- Directions -
Return all of the entries exactly, with nothing added or left out.

======== Provided information

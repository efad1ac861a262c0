mod common;

use common::{dead_port, spawn_service};
use rpcref::{CallError, CallStub, RemoteFunctionRef, Service, TransportError, WaitPolicy};
use std::{
    sync::{Arc, Mutex},
    time::Duration,
};

const QUICK: WaitPolicy = WaitPolicy::new(50, Duration::from_millis(10));

/// A service that calls back whatever reference it is handed.
fn notifier(service: &mut Service) {
    service
        .register(
            "notify",
            |callback: RemoteFunctionRef, message: String| async move {
                let stub = CallStub::new();
                callback
                    .invoke::<_, _, usize>(&stub, (message,))
                    .await
                    .map_err(|e| e.to_string())
            },
        )
        .unwrap();
}

#[tokio::test]
async fn a_service_calls_back_through_a_reference() {
    let received = Arc::new(Mutex::new(Vec::<String>::new()));
    let inbox = received.clone();
    let app = spawn_service("app", move |service| {
        service
            .register("on_message", move |message: String| {
                let inbox = inbox.clone();
                async move {
                    let mut inbox = inbox.lock().unwrap();
                    inbox.push(message);
                    inbox.len()
                }
            })
            .unwrap();
    })
    .await;
    let notifier = spawn_service("notifier", notifier).await;

    let stub = CallStub::new();
    assert!(app.wait_startup(&stub, QUICK).await);
    assert!(notifier.wait_startup(&stub, QUICK).await);

    let callback = app.reference("on_message");
    for (n, message) in ["hello", "again"].into_iter().enumerate() {
        let seen: usize = stub
            .call(notifier.addr(), "notify", (callback.clone(), message))
            .await
            .unwrap();
        assert_eq!(seen, n + 1);
    }
    assert_eq!(*received.lock().unwrap(), ["hello", "again"]);
}

#[tokio::test]
async fn invoking_a_reference_matches_a_direct_call() {
    let calc = spawn_service("calc", |service| {
        service
            .register("add", |a: i64, b: i64| async move { a + b })
            .unwrap();
    })
    .await;
    let stub = CallStub::new();
    assert!(calc.wait_startup(&stub, QUICK).await);

    let reference = RemoteFunctionRef::new(calc.port, "calc", "add");
    let via_reference: i64 = reference.invoke(&stub, (20, 22)).await.unwrap();
    let direct: i64 = stub.call(calc.addr(), "add", (20, 22)).await.unwrap();
    assert_eq!(via_reference, direct);
}

#[tokio::test]
async fn reference_to_a_down_service_fails_in_transport() {
    let reference = RemoteFunctionRef::new(dead_port().await, "gone", "add");
    let err = reference
        .invoke::<_, _, i64>(&CallStub::new(), (1, 2))
        .await
        .unwrap_err();
    assert!(matches!(err, CallError::Transport(TransportError::Io(_))), "{err}");
}

#[tokio::test]
async fn callback_failure_is_reported_by_the_caller() {
    let notifier = spawn_service("notifier", notifier).await;
    let stub = CallStub::new();
    assert!(notifier.wait_startup(&stub, QUICK).await);

    let dangling = RemoteFunctionRef::new(dead_port().await, "gone", "on_message");
    let err = stub
        .call::<_, usize>(notifier.addr(), "notify", (dangling, "hi"))
        .await
        .unwrap_err();
    assert!(matches!(err, CallError::RemoteExecution(_)), "{err}");
}
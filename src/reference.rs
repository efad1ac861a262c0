use crate::{
    args::IntoArgs,
    handler::Outcome,
    net::Transport,
    stub::{CallError, CallStub},
    types::{Decode, Encode, Type, TypeMismatch, Typed, Value},
    LOCAL_HOST,
};
use std::{collections::BTreeMap, net::SocketAddr};

/// Names a function on a service so it can be passed around as a value and
/// invoked later, typically as a callback into the service that created it.
///
/// This is data, not a connection: invoking a reference to a service that is
/// down fails like any other call.
#[derive(Debug, Clone, PartialEq, Eq, Hash)]
pub struct RemoteFunctionRef {
    pub port: u16,
    pub service_name: String,
    pub func_name: String,
}

impl RemoteFunctionRef {
    pub fn new(port: u16, service_name: impl Into<String>, func_name: impl Into<String>) -> Self {
        Self {
            port,
            service_name: service_name.into(),
            func_name: func_name.into(),
        }
    }

    pub fn addr(&self) -> SocketAddr {
        SocketAddr::from((LOCAL_HOST, self.port))
    }

    pub async fn invoke<T, A, R>(&self, stub: &CallStub<T>, args: A) -> Result<R, CallError>
    where
        T: Transport,
        A: IntoArgs,
        R: Decode,
    {
        stub.call(self.addr(), &self.func_name, args).await
    }
}

impl Typed for RemoteFunctionRef {
    fn rpc_type() -> Type {
        Type::Record("RemoteFunctionRef")
    }
}

impl Encode for RemoteFunctionRef {
    fn encode(val: Self) -> Value {
        let mut fields = BTreeMap::new();
        fields.insert("port".to_owned(), Value::from(val.port));
        fields.insert("service_name".to_owned(), Value::String(val.service_name));
        fields.insert("func_name".to_owned(), Value::String(val.func_name));
        Value::Map(fields)
    }
}

impl Decode for RemoteFunctionRef {
    fn decode(val: Value) -> Result<Self, TypeMismatch> {
        let fields = match val {
            Value::Map(fields) => fields,
            val => return Err(TypeMismatch::new(val, Self::rpc_type())),
        };
        let port = match fields.get("port") {
            Some(Value::Number(n)) => n.as_u64().and_then(|n| u16::try_from(n).ok()),
            _ => None,
        };
        let text = |key: &str| match fields.get(key) {
            Some(Value::String(s)) => Some(s.clone()),
            _ => None,
        };
        match (port, text("service_name"), text("func_name")) {
            (Some(port), Some(service_name), Some(func_name)) => Ok(Self {
                port,
                service_name,
                func_name,
            }),
            _ => Err(TypeMismatch::new(Value::Map(fields), Self::rpc_type())),
        }
    }
}

impl From<RemoteFunctionRef> for Value {
    fn from(reference: RemoteFunctionRef) -> Self {
        Encode::encode(reference)
    }
}

impl Outcome for RemoteFunctionRef {
    type Ok = Self;

    fn into_result(self) -> Result<Self, String> {
        Ok(self)
    }
}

================

- Result of the exercise -
repository efad1ac861a262c0
mod common;

use common::{dead_port, spawn_service};
use rpcref::{CallError, CallStub, RemoteFunctionRef, Service, TransportError, WaitPolicy};
use std::{
    sync::{Arc, Mutex},
    time::Duration,
};

const QUICK: WaitPolicy = WaitPolicy::new(50, Duration::from_millis(10));

/// A service that calls back whatever reference it is handed.
fn notifier(service: &mut Service) {
    service
        .register(
            "notify",
            |callback: RemoteFunctionRef, message: String| async move {
                let stub = CallStub::new();
                callback
                    .invoke::<_, _, usize>(&stub, (message,))
                    .await
                    .map_err(|e| e.to_string())
            },
        )
        .unwrap();
}

#[tokio::test]
async fn a_service_calls_back_through_a_reference() {
    let received = Arc::new(Mutex::new(Vec::<String>::new()));
    let inbox = received.clone();
    let app = spawn_service("app", move |service| {
        service
            .register("on_message", move |message: String| {
                let inbox = inbox.clone();
                async move {
                    let mut inbox = inbox.lock().unwrap();
                    inbox.push(message);
                    inbox.len()
                }
            })
            .unwrap();
    })
    .await;
    let notifier = spawn_service("notifier", notifier).await;

    let stub = CallStub::new();
    assert!(app.wait_startup(&stub, QUICK).await);
    assert!(notifier.wait_startup(&stub, QUICK).await);

    let callback = app.reference("on_message");
    for (n, message) in ["hello", "again"].into_iter().enumerate() {
        let seen: usize = stub
            .call(notifier.addr(), "notify", (callback.clone(), message))
            .await
            .unwrap();
        assert_eq!(seen, n + 1);
    }
    assert_eq!(*received.lock().unwrap(), ["hello", "again"]);
}

#[tokio::test]
async fn invoking_a_reference_matches_a_direct_call() {
    let calc = spawn_service("calc", |service| {
        service
            .register("add", |a: i64, b: i64| async move { a + b })
            .unwrap();
    })
    .await;
    let stub = CallStub::new();
    assert!(calc.wait_startup(&stub, QUICK).await);

    let reference = RemoteFunctionRef::new(calc.port, "calc", "add");
    let via_reference: i64 = reference.invoke(&stub, (20, 22)).await.unwrap();
    let direct: i64 = stub.call(calc.addr(), "add", (20, 22)).await.unwrap();
    assert_eq!(via_reference, direct);
}

#[tokio::test]
async fn reference_to_a_down_service_fails_in_transport() {
    let reference = RemoteFunctionRef::new(dead_port().await, "gone", "add");
    let err = reference
        .invoke::<_, _, i64>(&CallStub::new(), (1, 2))
        .await
        .unwrap_err();
    assert!(matches!(err, CallError::Transport(TransportError::Io(_))), "{err}");
}

#[tokio::test]
async fn callback_failure_is_reported_by_the_caller() {
    let notifier = spawn_service("notifier", notifier).await;
    let stub = CallStub::new();
    assert!(notifier.wait_startup(&stub, QUICK).await);

    let dangling = RemoteFunctionRef::new(dead_port().await, "gone", "on_message");
    let err = stub
        .call::<_, usize>(notifier.addr(), "notify", (dangling, "hi"))
        .await
        .unwrap_err();
    assert!(matches!(err, CallError::RemoteExecution(_)), "{err}");
}
filename src/reference.rs
repository efad1ac861a262c0
use crate::{
    args::IntoArgs,
    handler::Outcome,
    net::Transport,
    stub::{CallError, CallStub},
    types::{Decode, Encode, Type, TypeMismatch, Typed, Value},
    LOCAL_HOST,
};
use std::{collections::BTreeMap, net::SocketAddr};

/// Names a function on a service so it can be passed around as a value and
/// invoked later, typically as a callback into the service that created it.
///
/// This is data, not a connection: invoking a reference to a service that is
/// down fails like any other call.
#[derive(Debug, Clone, PartialEq, Eq, Hash)]
pub struct RemoteFunctionRef {
    pub port: u16,
    pub service_name: String,
    pub func_name: String,
}

impl RemoteFunctionRef {
    pub fn new(port: u16, service_name: impl Into<String>, func_name: impl Into<String>) -> Self {
        Self {
            port,
            service_name: service_name.into(),
            func_name: func_name.into(),
        }
    }

    pub fn addr(&self) -> SocketAddr {
        SocketAddr::from((LOCAL_HOST, self.port))
    }

    pub async fn invoke<T, A, R>(&self, stub: &CallStub<T>, args: A) -> Result<R, CallError>
    where
        T: Transport,
        A: IntoArgs,
        R: Decode,
    {
        stub.call(self.addr(), &self.func_name, args).await
    }
}

impl Typed for RemoteFunctionRef {
    fn rpc_type() -> Type {
        Type::Record("RemoteFunctionRef")
    }
}

impl Encode for RemoteFunctionRef {
    fn encode(val: Self) -> Value {
        let mut fields = BTreeMap::new();
        fields.insert("port".to_owned(), Value::from(val.port));
        fields.insert("service_name".to_owned(), Value::String(val.service_name));
        fields.insert("func_name".to_owned(), Value::String(val.func_name));
        Value::Map(fields)
    }
}

impl Decode for RemoteFunctionRef {
    fn decode(val: Value) -> Result<Self, TypeMismatch> {
        let fields = match val {
            Value::Map(fields) => fields,
            val => return Err(TypeMismatch::new(val, Self::rpc_type())),
        };
        let port = match fields.get("port") {
            Some(Value::Number(n)) => n.as_u64().and_then(|n| u16::try_from(n).ok()),
            _ => None,
        };
        let text = |key: &str| match fields.get(key) {
            Some(Value::String(s)) => Some(s.clone()),
            _ => None,
        };
        match (port, text("service_name"), text("func_name")) {
            (Some(port), Some(service_name), Some(func_name)) => Ok(Self {
                port,
                service_name,
                func_name,
            }),
            _ => Err(TypeMismatch::new(Value::Map(fields), Self::rpc_type())),
        }
    }
}

impl From<RemoteFunctionRef> for Value {
    fn from(reference: RemoteFunctionRef) -> Self {
        Encode::encode(reference)
    }
}

impl Outcome for RemoteFunctionRef {
    type Ok = Self;

    fn into_result(self) -> Result<Self, String> {
        Ok(self)
    }
}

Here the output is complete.